And yes, I have heard all the reasons why I should feel no guilt and they all make sense to me, but who would I be without the guilt? Surely not Kate Laird, I tell you.
Surely....not Kate Laird.
I was overwhelmed.
I went from a job I could balance to one that I became a wee bit obsessive about. This is why I knew I shouldn't take a head teaching job. I mean, I know myself. I know my crazy.
Don't poke at it!
But I poked and was not getting everything accomplished outside of teaching, prepping, driving and feeding.
I finally conceded, "OK! Fine. We will get house cleaners. But they have to wear shirts!"
My husband looked at me sideways in the car, "OK. Good idea."
"You know what I mean. I want some sort of uniform."
"Wow!" He was shocked. "I never thought I would hear a demand like that from you."
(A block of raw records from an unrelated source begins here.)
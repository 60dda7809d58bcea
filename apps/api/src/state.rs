use std::sync::Arc;

use crate::config::Config;
use crate::extractor::TextExtractor;
use crate::llm_client::CompletionClient;

/// Shared application state injected into all route handlers via Axum extractors.
///
/// Nothing in here is mutated after startup; every request works on its own data.
#[derive(Clone)]
pub struct AppState {
    /// Resume text extractor. Default: `PdfTextExtractor`.
    pub extractor: Arc<dyn TextExtractor>,
    /// Model client. Default: `GeminiClient`, built from `config`.
    pub llm: Arc<dyn CompletionClient>,
    pub config: Config,
}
"They can't wear something I would wear because then it should obviously be me wearing it and cleaning my own durn house!"
"OK. Monogrammed shirts."
"Stop judging me."
"I am not judging you. I am loving you."
"You are judging me and laughing at me."
"I am doing neither. Well, I am laughing because you are feeling so guilty when you shouldn't be."
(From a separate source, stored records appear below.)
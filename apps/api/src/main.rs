mod config;
mod errors;
mod evaluation;
mod extractor;
mod llm_client;
mod routes;
mod state;

use anyhow::Result;
use std::net::SocketAddr;
use std::sync::Arc;
use tower_http::{cors::CorsLayer, trace::TraceLayer};
use tracing::{info, warn};
use tracing_subscriber::{layer::SubscriberExt, util::SubscriberInitExt, EnvFilter};

use crate::config::Config;
use crate::extractor::PdfTextExtractor;
use crate::llm_client::GeminiClient;
use crate::routes::build_router;
use crate::state::AppState;

#[tokio::main]
async fn main() -> Result<()> {
    // Load configuration first (fails on malformed numeric env vars)
    let config = Config::from_env()?;

    // Initialize structured logging
    tracing_subscriber::registry()
        .with(EnvFilter::try_from_default_env().unwrap_or_else(|_| {
            EnvFilter::new(format!(
                "{}={},tower_http={}",
                env!("CARGO_CRATE_NAME"),
                &config.rust_log,
                &config.rust_log
            ))
        }))
        .with(tracing_subscriber::fmt::layer())
        .init();

    info!("Starting Resume Matcher API v{}", env!("CARGO_PKG_VERSION"));

    let llm = GeminiClient::new(&config)?;
    if config.gemini_api_key.is_none() {
        warn!("GEMINI_API_KEY is not set; every evaluation request will fail");
    }
    info!("LLM client initialized (model: {})", llm.model());

    let state = AppState {
        extractor: Arc::new(PdfTextExtractor),
        llm: Arc::new(llm),
        config: config.clone(),
    };

    // Any origin, method and header is allowed.
    let app = build_router(state)
        .layer(TraceLayer::new_for_http())
        .layer(CorsLayer::permissive());

    let addr: SocketAddr = format!("0.0.0.0:{}", config.port).parse()?;
    info!("Listening on {addr}");

    let listener = tokio::net::TcpListener::bind(addr).await?;
    axum::serve(listener, app).await?;

    Ok(())
}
I did some on-line searches for a company and read posts in local groups I belonged to. Things like "If you are looking for a house cleaner, please consider X! She is great and we have had her cleaning for 15 years!"
And I would think: 15 years? Poor X! Leave her alone, damn you! Stop pimping her out. (sob) Let the woman rest!
I saw ads for a cleaning company we tried before and would zip by them. I couldn't call them again. One woman was wearing a flowing skirt I had eyed at TJMAXX while cleaning my house. Why, Kate, did you not just buy the friggin' skirt and come home and clean your own house? You are the worst.
You deserve no TJMAXX skirt ever again.
My husband found a company and pointed out to me the shirts they wore on the website with joy!
And then he pointed to the car they would drive with a matching logo!
We will call them.
We set up an initial cleaning which would be a payment per hour to get it up to "their code".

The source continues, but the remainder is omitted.